Связь детей с матерями была особая, зверячья. Только на материнской груди привыкли они искать спасения от всех обступавших ужасов и потерь. Чуть поправившиеся под моим и Дуськиным приглядом, дети снова стали ужасны. Мать «бессонного» Алика, интеллигентная женщина, которую «спустили в шахту», избегала брать сынишку даже на короткий свой отдых: при разлучении он так страшно кричал, так бился головкой о стенку, что не выдерживало ее сердце, больное. На ее и Алика глазах убили «англичане» ее отца — священника. Он накрыл ребенка полой своей парчовой ризы, с ним, подняв перед собою крест, пошел навстречу солдатам и пал, убитый дубинкой в висок. Мать едва оторвала Алика от тела дедушки, которое солдаты клали на носилки. Алик стал «бессонным». Волосенки его постоянно стояли дыбом. Однажды кто-то из не знавших об этом, спросил: «А где же твой дедушка?» Алик бросился на вопрошающего и укусил его больно.
Но поистине самой трагической фигуркой у нас оказался крохотный Костя. Мать его была уже пожилой женщиной, имевшей в СССР взрослых детей. Попала в немецкую облаву на базаре и вместе с другими была отправлена на работы в Германию. От кого был Костя и как эта пожилая «остовка» очутилась с нами — не помню, но только теперь она стеснялась разыскивать взрослых детей своих, потому что у нее был незаконнорожденный Костя. Бледный, слабенький, 2-3-летний ребенок, похожий на старичка, был безмолвен и тих, как мышонок. Многие дети страдали ночным недержанием мочи, но Костя испражнялся постоянно, особенно во время еды. Он не менял поз. Если поднять ему ручку, он так часами мог сидеть, ее поднявши (потом я узнала, что это душевная болезнь). Приходилось нам ему менять позы, чтобы не затекало тельце. Однажды упал со скамеечки вниз головой, да так и лежал, пока не заметили. Все, что ему говорили, понимал отлично, но кроме «мама» и «тетя» (обо мне) ничего не произносил. Рассказывали, что до нашей репатриации это был совершенно нормальный мальчик. Постепенно я вовлекала его в детские игры — вдруг Костя однажды рассмеялся, каталепсия приходила все реже, штанишки почти перестал пачкать.
Но тут его мать «спустили в шахту». Прежде она была на легкой работе в зоне, часто к нему забегала, брала на ночь в барак, без нее он не умел спать. Теперь для свидания с нею, для общения оставались только выходные дни, а их частенько не давали. И начался ужас: когда она перед сменой приносила ребенка в ясли и пыталась поскорее уйти (подконвойная бригада не ждет), с Костей делался приступ такого судорожного безмерного, безысходного отчаяния, что даже Алик его успокаивать кидался.
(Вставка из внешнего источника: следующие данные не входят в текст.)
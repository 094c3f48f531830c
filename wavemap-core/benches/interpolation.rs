//! IDW throughput at survey-sized inputs

use criterion::{black_box, criterion_group, criterion_main, BenchmarkId, Criterion};
use wavemap_core::{IdwInterpolator, SignalSample};

fn survey(points: usize) -> Vec<SignalSample> {
    (0..points)
        .map(|i| {
            let x = (i * 37 % 101) as f64;
            let y = (i * 61 % 101) as f64;
            let rssi = -40 - (i as i32 * 7 % 50);
            SignalSample::single(x, y, rssi).expect("valid sample")
        })
        .collect()
}

fn bench_default_grid(c: &mut Criterion) {
    let interpolator = IdwInterpolator::default();
    let mut group = c.benchmark_group("idw_100x100");

    for points in [8usize, 32, 128] {
        let samples = survey(points);
        group.bench_with_input(BenchmarkId::from_parameter(points), &samples, |b, s| {
            b.iter(|| interpolator.interpolate_default(black_box(s)))
        });
    }
    group.finish();
}

fn bench_value_at(c: &mut Criterion) {
    let samples = survey(32);
    let interpolator = IdwInterpolator::new(2.0);
    c.bench_function("idw_value_at_32", |b| {
        b.iter(|| interpolator.value_at(black_box(&samples), black_box(33.3), black_box(66.6)))
    });
}

criterion_group!(benches, bench_default_grid, bench_value_at);
criterion_main!(benches);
Мать убегала в страхе, а мы оставались с ревущим, воющим, кусающимся, дрожащим, покрытым обильным холодным потом крохотным человечком. Он рвал свои реденькие волосики, бился головою о стену, об угол стола. Всякую попытку ласки, даже моей, он отвергал, плевался, бил себя крохотными кулачками по узенькой, как ладонь взрослого, грудке. Утихнув, сидел каталептически до нового припадка и никакие детские утехи, даже сказки, мной рассказываемые, даже раздобытая чудом конфетка, не могли его отвлечь. Он конфетку злобно бросал и рыдал, не умолкая, звал мать, всплескивая ладошками и колотя себя кулачками в грудь. Я не Достоевского цитирую — «Это я видел сам!».